Anhand der Kundengruppenbildung lässt sich der Zufriedenheitsvorsprung der
Genossenschaftsbanken somit in der stärksten besetzten Kundengruppe der Wenigkontakter
sowie in der Kundengruppe der intensiven Technikkunden verorten. Die Sparkassen können
nur in der schwach besetzten Gruppe der Vielkontakter einen Vorsprung gegenüber den
Genossenschaftsbanken erzielen.
Bei der Gesamtinterpretation der Ergebnisse ist zu beachten, dass die Bildung der Kundengruppen
weitestgehend unabhängig von Alter und Einkommen der Befragten ist.
Ergebnis
(Sparkasse)
Die Ergebnisse der vorliegenden Studie zeigen, dass Genossenschaftsbanken gerade bei
den Kundengruppen mit wenig und mit intensivem Kontakt über technische Kontaktwege
ein Zufriedenheitsplus gegenüber den Sparkassen erzielen. Die beiden Kundengruppen
vereinen rund 70 Prozent der Gesamtkundschaft auf sich. Um die Zufriedenheitslücke zu den
Genossenschaftsbanken zu schließen, müssen die Sparkassen den Fokus ihrer Ansprache auf
die Kunden mit nur wenigen Kontakten zur Sparkasse richten. Zur aktiven Steuerung bedarf es
zusätzlich eines etablierten Kundenkontaktmanagements.

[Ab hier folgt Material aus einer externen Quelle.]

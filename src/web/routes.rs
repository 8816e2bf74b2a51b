//! HTTP control surface routes (§6): reservation lifecycle, credential linking,
//! booking-window lookup, admin cookie management, and health/status/logs.

use std::collections::BTreeMap;
use std::time::Duration;

use axum::extract::{Path, Query, State};
use axum::http::{Request, StatusCode};
use axum::middleware;
use axum::response::{Json, Response};
use axum::routing::{delete, get, post};
use axum::{Router, body::Body};
use chrono::{DateTime, NaiveDateTime, Utc};
use serde::{Deserialize, Serialize};
use serde_json::{Value, json};
use tower_http::classify::ServerErrorsFailureClass;
use tower_http::compression::CompressionLayer;
use tower_http::timeout::TimeoutLayer;
use tower_http::trace::TraceLayer;
use tracing::{Span, debug, trace, warn};

use crate::app_state::AppState;
use crate::error::AppError;
use crate::queue::{ScheduledReservation, UsageType};
use crate::status::ServiceStatus;
use crate::vault::WafCookie;
use crate::web::error::ApiError;
use crate::web::extractors::{OwnerId, require_admin_token, require_internal_token, require_owner};

/// Creates the web server router: the full §6 HTTP surface behind the
/// `X-Internal-Token`/admin-bearer-token middleware stack.
pub fn create_router(app_state: AppState) -> Router {
    let public_router = Router::new()
        .route("/health", get(health))
        .with_state(app_state.clone());

    let api_router = Router::new()
        .route("/api/reserve", post(reserve))
        .route("/api/reservations", get(list_reservations))
        .route("/api/reservations/{id}", delete(cancel_reservation))
        .route("/api/resy/link", post(link_credentials))
        .route("/api/resy/status", get(credential_status))
        .route("/api/resy/unlink", post(unlink_credentials))
        .route("/api/booking-window/{venue_id}", get(booking_window))
        .route("/api/logs", get(logs))
        .route_layer(middleware::from_fn_with_state(app_state.clone(), require_internal_token))
        .with_state(app_state.clone());

    let admin_router = Router::new()
        .route("/admin/cookies/import", post(import_cookies))
        .route("/admin/cookies/{venue_id}", get(cookie_status))
        .route("/admin/cookies/{venue_id}", delete(delete_cookies))
        .route("/admin/status", get(admin_status))
        .route_layer(middleware::from_fn_with_state(app_state.clone(), require_admin_token))
        .route_layer(middleware::from_fn_with_state(app_state.clone(), require_internal_token))
        .with_state(app_state);

    Router::new()
        .merge(public_router)
        .merge(api_router)
        .merge(admin_router)
        .layer((
            CompressionLayer::new().zstd(true).br(true).gzip(true),
            TraceLayer::new_for_http()
                .make_span_with(|request: &Request<Body>| {
                    tracing::debug_span!("request", path = request.uri().path())
                })
                .on_request(())
                .on_body_chunk(())
                .on_eos(())
                .on_response(
                    |response: &Response<Body>, latency: Duration, _span: &Span| {
                        let threshold = if cfg!(debug_assertions) {
                            Duration::from_millis(100)
                        } else {
                            Duration::from_millis(1000)
                        };
                        let status = response.status().as_u16();
                        if latency > threshold {
                            warn!(status, latency = ?latency, "response");
                        } else {
                            debug!(status, latency = ?latency, "response");
                        }
                    },
                )
                .on_failure(
                    |error: ServerErrorsFailureClass, latency: Duration, _span: &Span| {
                        warn!(?error, latency = ?latency, "request failed");
                    },
                ),
            TimeoutLayer::new(Duration::from_secs(10)),
        ))
}

async fn health(State(state): State<AppState>) -> Json<Value> {
    trace!("health check requested");
    let kvs_status = match state.kvs.exists("health:ping").await {
        Ok(_) => "connected",
        Err(_) => "disconnected",
    };
    Json(json!({
        "status": "healthy",
        "kvs": kvs_status,
    }))
}

#[derive(Debug, Deserialize)]
struct ReserveRequest {
    venue_id: i64,
    reservation_time: String,
    party_size: u32,
    #[serde(default)]
    table_preferences: Vec<String>,
    #[serde(default)]
    is_immediate: bool,
    #[serde(default)]
    auto_schedule: bool,
    /// Client-supplied submission instant, accepted for parity with the documented
    /// request body but not currently consulted (enqueue uses `Utc::now()`/the
    /// Booking-Window Resolver for timing, not the caller's clock).
    #[serde(default)]
    #[allow(dead_code)]
    request_time: Option<DateTime<Utc>>,
}

#[derive(Debug, Serialize)]
#[serde(untagged)]
enum ReserveResponse {
    Immediate {
        reservation_id: String,
        booked_time: DateTime<Utc>,
    },
    Scheduled {
        id: String,
        run_time: DateTime<Utc>,
    },
}

/// Parses a local wall-clock reservation time (`YYYY-MM-DDTHH:MM`) as if it were UTC;
/// the venue-local conversion happens downstream once the venue's timezone is known.
fn parse_reservation_time(raw: &str) -> Result<DateTime<Utc>, AppError> {
    if let Ok(dt) = DateTime::parse_from_rfc3339(raw) {
        return Ok(dt.with_timezone(&Utc));
    }
    NaiveDateTime::parse_from_str(raw, "%Y-%m-%dT%H:%M")
        .map(|naive| DateTime::from_naive_utc_and_offset(naive, Utc))
        .map_err(|_| AppError::invalid_input(format!("unparseable reservation_time: {raw}")))
}

/// `POST /api/reserve`
async fn reserve(
    State(state): State<AppState>,
    owner: OwnerId,
    Json(body): Json<ReserveRequest>,
) -> Result<Json<ReserveResponse>, ApiError> {
    if body.party_size == 0 {
        return Err(AppError::invalid_input("party_size must be positive").into());
    }
    let reservation_time = parse_reservation_time(&body.reservation_time)?;
    let owner_id = owner.0.unwrap_or_default();

    let credentials = if owner_id.is_empty() {
        None
    } else {
        state.vault.get_credentials(&owner_id).await.map_err(AppError::from)?
    };

    if body.is_immediate {
        let mut reservation = ScheduledReservation::new(
            body.venue_id,
            reservation_time,
            body.party_size,
            body.table_preferences.clone(),
            owner_id.clone(),
            UsageType::Immediate,
            Utc::now(),
        );
        if let Some(creds) = &credentials {
            reservation.auth_token = Some(creds.auth_token.clone());
            reservation.payment_method_id = Some(creds.payment_method_id.clone());
        }

        let timezone = state
            .booking_window
            .resolve(body.venue_id)
            .await
            .ok()
            .and_then(|w| w.timezone.parse().ok())
            .unwrap_or(chrono_tz::America::New_York);

        let outcome = state
            .upstream
            .book(&reservation, credentials.as_ref(), timezone)
            .await
            .map_err(AppError::from)?;

        state
            .accounting
            .record_usage(&owner_id, UsageType::Immediate, body.venue_id)
            .await;

        return Ok(Json(ReserveResponse::Immediate {
            reservation_id: outcome.reservation_id,
            booked_time: outcome.booked_time,
        }));
    }

    let run_time = if body.auto_schedule {
        let window = state
            .booking_window
            .resolve(body.venue_id)
            .await
            .map_err(|e| AppError::Internal(e.to_string()))?;
        window
            .calculate_run_time(reservation_time)
            .map_err(|e| AppError::Internal(e.to_string()))?
    } else {
        Utc::now()
    };

    let mut reservation = ScheduledReservation::new(
        body.venue_id,
        reservation_time,
        body.party_size,
        body.table_preferences,
        owner_id.clone(),
        UsageType::Concierge,
        run_time,
    );
    if let Some(creds) = &credentials {
        reservation.auth_token = Some(creds.auth_token.clone());
        reservation.payment_method_id = Some(creds.payment_method_id.clone());
    }

    state.queue.enqueue(&reservation).await.map_err(|e| AppError::Internal(e.to_string()))?;

    Ok(Json(ReserveResponse::Scheduled {
        id: reservation.id,
        run_time: reservation.run_time,
    }))
}

/// `GET /api/reservations`
async fn list_reservations(
    State(state): State<AppState>,
    owner: OwnerId,
) -> Result<Json<Vec<ScheduledReservation>>, ApiError> {
    let reservations = match owner.0 {
        Some(owner_id) => state.queue.list_by_owner(&owner_id).await,
        None => state.queue.list_all().await,
    }
    .map_err(|e| AppError::Internal(e.to_string()))?;

    Ok(Json(reservations))
}

/// `DELETE /api/reservations/{id}`
async fn cancel_reservation(
    State(state): State<AppState>,
    owner: OwnerId,
    Path(id): Path<String>,
) -> Result<StatusCode, ApiError> {
    if let Some(owner_id) = &owner.0 {
        if let Some(existing) = state.queue.get(&id).await.map_err(|e| AppError::Internal(e.to_string()))? {
            if &existing.owner_id != owner_id {
                return Err(AppError::not_found("reservation not found").into());
            }
        }
    }

    state.queue.delete(&id).await.map_err(|e| AppError::Internal(e.to_string()))?;
    Ok(StatusCode::NO_CONTENT)
}

#[derive(Debug, Deserialize)]
struct LinkRequest {
    email: String,
    password: String,
}

/// `POST /api/resy/link`
async fn link_credentials(
    State(state): State<AppState>,
    owner: OwnerId,
    Json(body): Json<LinkRequest>,
) -> Result<Json<Value>, ApiError> {
    let owner_id = require_owner(&owner)?;

    let (auth_token, payment_method_id) = state
        .upstream
        .login(&body.email, &body.password)
        .await
        .map_err(AppError::from)?;

    state
        .vault
        .set_credentials(owner_id, &auth_token, &payment_method_id.to_string())
        .await
        .map_err(AppError::from)?;

    Ok(Json(json!({ "linked": true })))
}

/// `GET /api/resy/status`
async fn credential_status(
    State(state): State<AppState>,
    owner: OwnerId,
) -> Result<Json<Value>, ApiError> {
    let owner_id = require_owner(&owner)?;
    let linked = state.vault.has_credentials(owner_id).await.map_err(AppError::from)?;
    Ok(Json(json!({ "linked": linked })))
}

/// `POST /api/resy/unlink`
async fn unlink_credentials(
    State(state): State<AppState>,
    owner: OwnerId,
) -> Result<StatusCode, ApiError> {
    let owner_id = require_owner(&owner)?;
    state.vault.delete_credentials(owner_id).await.map_err(AppError::from)?;
    Ok(StatusCode::NO_CONTENT)
}

/// `GET /api/booking-window/{venue_id}`
async fn booking_window(
    State(state): State<AppState>,
    Path(venue_id): Path<i64>,
) -> Result<Json<Value>, ApiError> {
    let window = state
        .booking_window
        .resolve(venue_id)
        .await
        .map_err(|e| AppError::Internal(e.to_string()))?;

    Ok(Json(json!({
        "days_in_advance": window.days_in_advance,
        "release_time": format!("{:02}:{:02}", window.release_hour, window.release_minute),
        "timezone": window.timezone,
    })))
}

/// `GET /api/logs`
async fn logs(State(state): State<AppState>) -> Json<Vec<String>> {
    Json(state.logs.snapshot(Some(500)))
}

#[derive(Debug, Deserialize)]
struct ImportCookiesRequest {
    venue_id: i64,
    cookies: Vec<WafCookie>,
    user_agent: String,
    #[serde(default = "default_ttl_hours")]
    ttl_hours: u64,
}

fn default_ttl_hours() -> u64 {
    24
}

/// `POST /admin/cookies/import`
async fn import_cookies(
    State(state): State<AppState>,
    Json(body): Json<ImportCookiesRequest>,
) -> Result<StatusCode, ApiError> {
    let session = crate::vault::WafSession {
        cookies: body.cookies,
        user_agent: body.user_agent,
    };
    state
        .vault
        .set_waf_session(body.venue_id, &session, Duration::from_secs(body.ttl_hours * 3600))
        .await
        .map_err(AppError::from)?;
    Ok(StatusCode::NO_CONTENT)
}

/// `GET /admin/cookies/{venue_id}`
async fn cookie_status(
    State(state): State<AppState>,
    Path(venue_id): Path<i64>,
) -> Result<Json<Value>, ApiError> {
    let ttl = state.vault.waf_session_ttl(venue_id).await.map_err(AppError::from)?;
    Ok(Json(json!({
        "exists": ttl.is_some(),
        "ttl_seconds": ttl.map(|d| d.as_secs()),
    })))
}

/// `DELETE /admin/cookies/{venue_id}`
async fn delete_cookies(
    State(state): State<AppState>,
    Path(venue_id): Path<i64>,
) -> Result<StatusCode, ApiError> {
    state.vault.delete_waf_session(venue_id).await.map_err(AppError::from)?;
    Ok(StatusCode::NO_CONTENT)
}

#[derive(Debug, Deserialize)]
struct AdminStatusParams {
    #[serde(default)]
    venue_ids: Option<String>,
}

/// `GET /admin/status` — per-venue cookie status plus pending-reservation count and
/// the self-reported health of every background service.
async fn admin_status(
    State(state): State<AppState>,
    Query(params): Query<AdminStatusParams>,
) -> Result<Json<Value>, ApiError> {
    let pending_count = state.queue.count_pending().await.map_err(|e| AppError::Internal(e.to_string()))?;

    let mut services = BTreeMap::new();
    for (name, status) in state.service_statuses.all() {
        services.insert(name, status);
    }

    let mut cookies = BTreeMap::new();
    if let Some(ids) = params.venue_ids {
        for id_str in ids.split(',').filter(|s| !s.is_empty()) {
            if let Ok(venue_id) = id_str.parse::<i64>() {
                let ttl = state.vault.waf_session_ttl(venue_id).await.map_err(AppError::from)?;
                cookies.insert(
                    venue_id,
                    json!({ "exists": ttl.is_some(), "ttl_seconds": ttl.map(|d| d.as_secs()) }),
                );
            }
        }
    }

    Ok(Json(json!({
        "pending_count": pending_count,
        "services": services.into_iter().map(|(k, v)| (k, service_status_label(&v))).collect::<BTreeMap<_, _>>(),
        "cookies": cookies,
    })))
}

fn service_status_label(status: &ServiceStatus) -> &'static str {
    match status {
        ServiceStatus::Starting => "starting",
        ServiceStatus::Active => "active",
        ServiceStatus::Connected => "connected",
        ServiceStatus::Disabled => "disabled",
        ServiceStatus::Error => "error",
    }
}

Ein zweiter Hebel zum Schließen der Zufriedenheitslücke ist eine gezielte Investition in
Onlineangebote. Neben dem identifizierten Verbesserungspotenzial sind hier Investitionen auch
deshalb notwendig, weil die Kunden ihre reinen Transaktionen ohnehin in die digitalen Kanäle
verlagern. Bei dem Ausbau der Onlineangebote sollten die Sparkassen die Kontaktfrequenz zum
persönlichen Kontakt nutzen. Hier liegt die Stärke der Sparkassen.